- [Problem to work on]:
What lines in the records include the string "derive"? Return each one.
***
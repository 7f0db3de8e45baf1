//! Simulated actuator

use comms_if::eqpt::act::{LinkStatus, MoveDemand};
use log::trace;
use nalgebra::Vector2;
use std::sync::{Arc, Mutex};

use super::Actuator;
use crate::cam::source::SimTarget;

/// Moves a [`SimTarget`] by `gain` pixels per unit of power, and keeps every demand it was given.
pub struct SimActuator {
    target: Arc<SimTarget>,
    gain: f64,
    demands: Mutex<Vec<MoveDemand>>,
}

impl SimActuator {
    pub fn new(target: Arc<SimTarget>, gain: f64) -> Self {
        Self {
            target,
            gain,
            demands: Mutex::new(Vec::new()),
        }
    }

    /// All demands received so far.
    pub fn demands(&self) -> Vec<MoveDemand> {
        match self.demands.lock() {
            Ok(d) => d.clone(),
            Err(e) => e.into_inner().clone(),
        }
    }
}

impl Actuator for SimActuator {
    fn move_by(&self, demand: MoveDemand) {
        let delta = Vector2::new(demand.x as f64, demand.y as f64) * self.gain;
        self.target.move_by(delta);
        trace!("Sim target moved to {:?}", self.target.position());

        match self.demands.lock() {
            Ok(mut d) => d.push(demand),
            Err(e) => e.into_inner().push(demand),
        }
    }

    fn status(&self) -> LinkStatus {
        LinkStatus::Connected
    }
}
//! # Frame Preprocessor
//!
//! Applies the zoom and rotation transform to raw frames. The transform parameters live behind a
//! shared lock so they can be changed from any thread. Each call to `preprocess` takes a snapshot
//! of the parameters before doing any work, so a change never affects a frame already in flight.

// ------------------------------------------------------------------------------------------------
// IMPORTS
// ------------------------------------------------------------------------------------------------

use image::{imageops, RgbImage};
use log::debug;
use std::sync::{Arc, RwLock};
use std::time::{Duration, Instant};

use super::{
    frame::{Frame, PreprocessedFrame, Transform},
    params::PreprocParams,
};
use util::maths::wrap_deg;

// ------------------------------------------------------------------------------------------------
// STRUCTS
// ------------------------------------------------------------------------------------------------

pub struct Preprocessor {
    transform: Arc<RwLock<Transform>>,

    rotation_step_deg: f64,

    max_zoom: f64,
}

/// Continuous rotation mode: while enabled, reports when the next rotation step is due.
#[derive(Debug)]
pub struct Spinner {
    enabled: bool,
    interval: Duration,
    last_step: Instant,
}

// ------------------------------------------------------------------------------------------------
// ENUMS
// ------------------------------------------------------------------------------------------------

#[derive(Debug, thiserror::Error)]
pub enum PreprocError {
    #[error("Zoom factor must be positive and at most {1}, got {0}")]
    InvalidZoom(f64, f64),
}

// ------------------------------------------------------------------------------------------------
// IMPLS
// ------------------------------------------------------------------------------------------------

impl Preprocessor {
    pub fn new(params: &PreprocParams) -> Result<Self, PreprocError> {
        check_zoom(params.zoom, params.max_zoom)?;

        Ok(Self {
            transform: Arc::new(RwLock::new(Transform {
                zoom: params.zoom,
                rotation_deg: wrap_deg(params.rotation_deg),
            })),
            rotation_step_deg: params.rotation_step_deg,
            max_zoom: params.max_zoom,
        })
    }

    /// Set the zoom factor used for subsequent frames.
    pub fn set_zoom(&self, zoom: f64) -> Result<(), PreprocError> {
        check_zoom(zoom, self.max_zoom)?;
        write_transform(&self.transform, |t| t.zoom = zoom);
        debug!("Zoom set to {:.3}", zoom);
        Ok(())
    }

    /// Set the rotation used for subsequent frames. The angle is wrapped into [0, 360).
    pub fn set_rotation(&self, angle_deg: f64) {
        let angle_deg = wrap_deg(angle_deg);
        write_transform(&self.transform, |t| t.rotation_deg = angle_deg);
        debug!("Rotation set to {:.1} deg", angle_deg);
    }

    /// Advance the rotation by the configured step, returning the new angle.
    pub fn increment_rotation(&self) -> f64 {
        let step = self.rotation_step_deg;
        let mut angle = 0.0;
        write_transform(&self.transform, |t| {
            t.rotation_deg = wrap_deg(t.rotation_deg + step);
            angle = t.rotation_deg;
        });
        angle
    }

    /// The zoom factor currently applied.
    pub fn zoom(&self) -> f64 {
        read_transform(&self.transform).zoom
    }

    /// A snapshot of the current transform.
    pub fn transform(&self) -> Transform {
        read_transform(&self.transform)
    }

    /// Handle to the shared transform, used to convert coordinates back to path space.
    pub fn shared_transform(&self) -> Arc<RwLock<Transform>> {
        self.transform.clone()
    }

    /// Apply the current transform to the frame.
    pub fn preprocess(&self, frame: Frame) -> PreprocessedFrame {
        let transform = self.transform();

        let frame = if transform.is_identity() {
            frame
        } else {
            Frame {
                image: apply_transform(&frame.image, &transform),
                ..frame
            }
        };

        PreprocessedFrame { frame, transform }
    }
}

impl Spinner {
    /// A disabled spinner stepping once per `interval` when enabled.
    pub fn new(interval: Duration) -> Self {
        Self {
            enabled: false,
            interval,
            last_step: Instant::now(),
        }
    }

    pub fn set_enabled(&mut self, enabled: bool) {
        if enabled && !self.enabled {
            self.last_step = Instant::now();
        }
        self.enabled = enabled;
    }

    /// Flip the mode, returning whether it is now enabled.
    pub fn toggle(&mut self) -> bool {
        self.set_enabled(!self.enabled);
        self.enabled
    }

    pub fn is_enabled(&self) -> bool {
        self.enabled
    }

    /// True if enabled and a full interval has passed since the last step at `now`, which then
    /// becomes the last step.
    pub fn due(&mut self, now: Instant) -> bool {
        if self.enabled && now.saturating_duration_since(self.last_step) >= self.interval {
            self.last_step = now;
            true
        } else {
            false
        }
    }
}

// ------------------------------------------------------------------------------------------------
// FUNCTIONS
// ------------------------------------------------------------------------------------------------

/// Apply the transform to the image, returning the transformed copy.
///
/// Zoom rescales the whole image. Rotation turns the content about the image centre, keeping the
/// canvas size and filling uncovered pixels with black.
pub fn apply_transform(image: &RgbImage, transform: &Transform) -> RgbImage {
    let zoomed = if (transform.zoom - 1.0).abs() < std::f64::EPSILON {
        image.clone()
    } else {
        let width = ((image.width() as f64) * transform.zoom).round().max(1.0) as u32;
        let height = ((image.height() as f64) * transform.zoom).round().max(1.0) as u32;
        imageops::resize(image, width, height, imageops::FilterType::Triangle)
    };

    if transform.rotation_deg.abs() < std::f64::EPSILON {
        zoomed
    } else {
        rotate_about_centre(&zoomed, transform.rotation_deg)
    }
}

/// Read the shared transform, recovering it if a writer panicked.
pub(crate) fn read_transform(lock: &RwLock<Transform>) -> Transform {
    match lock.read() {
        Ok(t) => *t,
        Err(e) => *e.into_inner(),
    }
}

fn write_transform<F: FnOnce(&mut Transform)>(lock: &RwLock<Transform>, f: F) {
    match lock.write() {
        Ok(mut t) => f(&mut t),
        Err(e) => f(&mut e.into_inner()),
    }
}

fn check_zoom(zoom: f64, max_zoom: f64) -> Result<(), PreprocError> {
    if zoom.is_finite() && zoom > 0.0 && zoom <= max_zoom {
        Ok(())
    } else {
        Err(PreprocError::InvalidZoom(zoom, max_zoom))
    }
}

/// Nearest-neighbour rotation of the image about its centre.
fn rotate_about_centre(image: &RgbImage, angle_deg: f64) -> RgbImage {
    let (width, height) = image.dimensions();
    let cx = (width as f64 - 1.0) * 0.5;
    let cy = (height as f64 - 1.0) * 0.5;

    // Each output pixel samples the input at the inverse rotation
    let (sin, cos) = (-angle_deg.to_radians()).sin_cos();

    RgbImage::from_fn(width, height, |x, y| {
        let dx = x as f64 - cx;
        let dy = y as f64 - cy;
        let sx = (cos * dx - sin * dy + cx).round();
        let sy = (sin * dx + cos * dy + cy).round();

        if sx >= 0.0 && sy >= 0.0 && sx < width as f64 && sy < height as f64 {
            *image.get_pixel(sx as u32, sy as u32)
        } else {
            image::Rgb([0, 0, 0])
        }
    })
}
***
- [Solution to this problem]:
#[derive(Debug)]
#[derive(Debug, thiserror::Error)]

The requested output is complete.